April 16, 2011

Subliminal helicopters

Helicopters in movies: also the C roll of Kenneth Anger's Invocation of My Demon Brother (1969). Assembled from scraps of Haight-Ashbury-era occultism originally intended for Lucifer Rising, mixed in with footage of the Rolling Stones in Hyde Park (plus their grim accomplices: Pallenberg, Faithfull, Hells Angels) and set to an abrasive Moog soundtrack by Mick Jagger -- seemingly replaced by Italian post-rock band Larsen on current internet versions (Anger's own doing? He has been known to alter the soundtracks -- when he toured Magick Lantern Cycle in New Zealand in 1993, the Janacek soundtrack to Inauguration of the Pleasure Dome had been replaced by ELO's album Eldorado), Invocation seemed in hindsight to condense all the chaotic energy of the late 60s into 11 minutes, with its associations somehow anticipating both the Manson story and Altamont.

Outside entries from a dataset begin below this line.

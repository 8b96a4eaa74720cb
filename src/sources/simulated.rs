//! Host stand-ins for the camera, IMU, classifier and actuator line.
//!
//! Readings are synthetic (noise around a base value), in the same raw units
//! the hardware reports, so the rest of the pipeline is unchanged.

use std::{
    sync::{
        Arc,
        atomic::{AtomicBool, AtomicU64, Ordering},
    },
    thread,
    time::Duration,
};

use log::info;
use rand::{Rng, SeedableRng, rngs::StdRng};

use crate::{
    config::{FRAME_HEIGHT, FRAME_LEN, FRAME_POOL_SIZE, FRAME_WIDTH, INPUT_ZERO_OFFSET},
    error::{PipelineError, Result},
    pipeline::{clock::BootClock, sample::Axes},
    sources::{
        Actuator, CameraSource, CaptureTime, Classifier, Frame, ImuSource, OutputTensor,
        QuantParams,
    },
};

// ---------------------------------------------------------------------------
// IMU
// ---------------------------------------------------------------------------

/// Raw LSB per g at ±4 g full scale.
const ACCEL_LSB_PER_G: i16 = 8192;
const ACCEL_NOISE: i16 = 200;
const GYRO_NOISE: i16 = 50;

pub struct SimulatedImu {
    rng: StdRng,
}

impl SimulatedImu {
    pub fn new() -> Self {
        Self {
            rng: StdRng::from_os_rng(),
        }
    }

    pub fn seeded(seed: u64) -> Self {
        Self {
            rng: StdRng::seed_from_u64(seed),
        }
    }

    fn noise(&mut self, amplitude: i16) -> i16 {
        self.rng.random_range(-amplitude..=amplitude)
    }
}

impl Default for SimulatedImu {
    fn default() -> Self {
        Self::new()
    }
}

impl ImuSource for SimulatedImu {
    fn init(&mut self) -> Result<()> {
        info!("Simulated IMU ready (±4g, ±500°/s)");
        Ok(())
    }

    fn read_acceleration(&mut self) -> Axes {
        Axes::new(
            self.noise(ACCEL_NOISE),
            self.noise(ACCEL_NOISE),
            ACCEL_LSB_PER_G + self.noise(ACCEL_NOISE),
        )
    }

    fn read_rotation(&mut self) -> Axes {
        Axes::new(
            self.noise(GYRO_NOISE),
            self.noise(GYRO_NOISE),
            self.noise(GYRO_NOISE),
        )
    }
}

// ---------------------------------------------------------------------------
// Camera
// ---------------------------------------------------------------------------

#[derive(Debug, Clone, Copy, PartialEq, Eq)]
pub enum FramePattern {
    /// Diagonal gradient that shifts by one each frame.
    Gradient,
    Constant(u8),
}

/// Fetch/release accounting, shared so it stays observable after the
/// camera moves into its task.
#[derive(Debug, Default)]
pub struct CameraCounters {
    fetched: AtomicU64,
    released: AtomicU64,
}

impl CameraCounters {
    pub fn fetched(&self) -> u64 {
        self.fetched.load(Ordering::Relaxed)
    }

    pub fn released(&self) -> u64 {
        self.released.load(Ordering::Relaxed)
    }

    pub fn outstanding(&self) -> u64 {
        self.fetched().saturating_sub(self.released())
    }
}

/// Grayscale camera with a fixed pool of frame buffers. When every buffer is
/// out on loan, `fetch` fails instead of blocking forever.
pub struct SimulatedCamera {
    width: usize,
    height: usize,
    pool: Vec<Vec<u8>>,
    pattern: FramePattern,
    frame_interval: Duration,
    fail_init: bool,
    seq: u64,
    clock: BootClock,
    counters: Arc<CameraCounters>,
}

impl SimulatedCamera {
    pub fn new(width: usize, height: usize, pool_size: usize) -> Self {
        Self {
            width,
            height,
            pool: (0..pool_size).map(|_| vec![0u8; width * height]).collect(),
            pattern: FramePattern::Gradient,
            frame_interval: Duration::ZERO,
            fail_init: false,
            seq: 0,
            clock: BootClock::start(),
            counters: Arc::new(CameraCounters::default()),
        }
    }

    /// Time `fetch` blocks to mimic the sensor's frame rate.
    pub fn with_frame_interval(mut self, interval: Duration) -> Self {
        self.frame_interval = interval;
        self
    }

    pub fn with_pattern(mut self, pattern: FramePattern) -> Self {
        self.pattern = pattern;
        self
    }

    /// Capture times count from `clock`'s boot instead of this camera's
    /// construction, e.g. to share a base with the IMU sampler.
    pub fn with_clock(mut self, clock: BootClock) -> Self {
        self.clock = clock;
        self
    }

    pub fn with_init_failure(mut self) -> Self {
        self.fail_init = true;
        self
    }

    pub fn counters(&self) -> Arc<CameraCounters> {
        self.counters.clone()
    }

    pub fn available(&self) -> usize {
        self.pool.len()
    }

    fn paint(&self, buf: &mut [u8]) {
        match self.pattern {
            FramePattern::Constant(v) => buf.fill(v),
            FramePattern::Gradient => {
                for (i, px) in buf.iter_mut().enumerate() {
                    let (row, col) = (i / self.width.max(1), i % self.width.max(1));
                    *px = (row + col + self.seq as usize) as u8;
                }
            }
        }
    }
}

impl Default for SimulatedCamera {
    fn default() -> Self {
        Self::new(FRAME_WIDTH, FRAME_HEIGHT, FRAME_POOL_SIZE)
    }
}

fn capture_time(clock: &BootClock) -> CaptureTime {
    let since_boot = clock.since_boot();
    CaptureTime {
        secs: since_boot.as_secs(),
        micros: since_boot.subsec_micros(),
    }
}

impl CameraSource for SimulatedCamera {
    fn init(&mut self) -> Result<()> {
        if self.fail_init {
            return Err(PipelineError::init("camera", "sensor did not respond"));
        }
        info!(
            "Simulated camera ready ({}x{} grayscale, {} buffers)",
            self.width,
            self.height,
            self.pool.len()
        );
        Ok(())
    }

    fn fetch(&mut self) -> Result<Frame> {
        if !self.frame_interval.is_zero() {
            thread::sleep(self.frame_interval);
        }

        let mut buf = self
            .pool
            .pop()
            .ok_or_else(|| PipelineError::CaptureFailed("frame buffer pool exhausted".into()))?;
        self.paint(&mut buf);
        self.seq = self.seq.wrapping_add(1);
        self.counters.fetched.fetch_add(1, Ordering::Relaxed);

        Ok(Frame {
            len: buf.len(),
            buf,
            captured_at: capture_time(&self.clock),
        })
    }

    fn release(&mut self, frame: Frame) {
        self.counters.released.fetch_add(1, Ordering::Relaxed);
        self.pool.push(frame.buf);
    }
}

// ---------------------------------------------------------------------------
// Classifier
// ---------------------------------------------------------------------------

/// Softmax-style int8 output: scale 1/256, zero point -128.
pub const OUTPUT_QUANT: QuantParams = QuantParams {
    scale: 1.0 / 256.0,
    zero_point: -128,
};

/// Two-class classifier scoring darker frames as the positive class.
pub struct IntensityClassifier {
    input_len: usize,
}

impl IntensityClassifier {
    pub fn new(input_len: usize) -> Self {
        Self { input_len }
    }
}

impl Default for IntensityClassifier {
    fn default() -> Self {
        Self::new(FRAME_LEN)
    }
}

fn quantize_probability(p: f32) -> i8 {
    let q = (p / OUTPUT_QUANT.scale).round() as i32 + OUTPUT_QUANT.zero_point;
    q.clamp(i32::from(i8::MIN), i32::from(i8::MAX)) as i8
}

impl Classifier for IntensityClassifier {
    fn init(&mut self) -> Result<()> {
        if self.input_len == 0 {
            return Err(PipelineError::init("model", "input tensor has zero length"));
        }
        Ok(())
    }

    fn input_len(&self) -> usize {
        self.input_len
    }

    fn infer(&mut self, input: &[i8]) -> Result<OutputTensor> {
        if input.len() != self.input_len {
            return Err(PipelineError::FrameSizeMismatch {
                expected: self.input_len,
                actual: input.len(),
            });
        }

        let sum: i64 = input
            .iter()
            .map(|&q| i64::from(i16::from(q) + INPUT_ZERO_OFFSET))
            .sum();
        let brightness = sum as f32 / (input.len() as f32 * 255.0);
        let positive = (1.0 - brightness).clamp(0.0, 1.0);

        Ok(OutputTensor {
            data: vec![quantize_probability(1.0 - positive), quantize_probability(positive)],
            quant: OUTPUT_QUANT,
        })
    }
}

// ---------------------------------------------------------------------------
// Actuator
// ---------------------------------------------------------------------------

/// Digital output line; logs level transitions.
pub struct LineActuator {
    name: &'static str,
    level: Arc<AtomicBool>,
}

impl LineActuator {
    pub fn new(name: &'static str) -> Self {
        Self {
            name,
            level: Arc::new(AtomicBool::new(false)),
        }
    }

    /// Shared view of the current output level.
    pub fn probe(&self) -> Arc<AtomicBool> {
        self.level.clone()
    }
}

impl Actuator for LineActuator {
    fn set(&mut self, on: bool) {
        let previous = self.level.swap(on, Ordering::Relaxed);
        if previous != on {
            info!("[{}] {}", self.name, if on { "ON" } else { "off" });
        }
    }
}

The first time I saw it, about 20 years ago now at a Wellington Film Society screening, I was convinced I saw helicopters all through it; specifically, an image of a US helicopter discharging marines into a field in Vietnam, with the movement of the marines synched with the stuttering forward-motion of Jagger's Moog soundtrack. The next time I saw the film, the image of helicopters was barely there. This is why:
New techniques for undermining conscious control are introduced [in Invocation of My Demon Brother]. The most striking of these is Vietnam footage of a helicopter setting down a troop of marines. Here, Anger printed one continuous loop of film on a C roll played simultaneously to the other two rolls. He has suggested that this image, which we only consciously register twice, is visible throughout the film with the help of infra-red glasses. The footage is intended to heighten the viewer's anxiety. Anger believes that audiences will sense the flow of men through the film, even when they are unable to see them.
-- Anna Powell, from "A Torch for Lucifer" in Moonchild: The Films of Kenneth Anger, edited by Jack Hunter. Creation Books, 2002.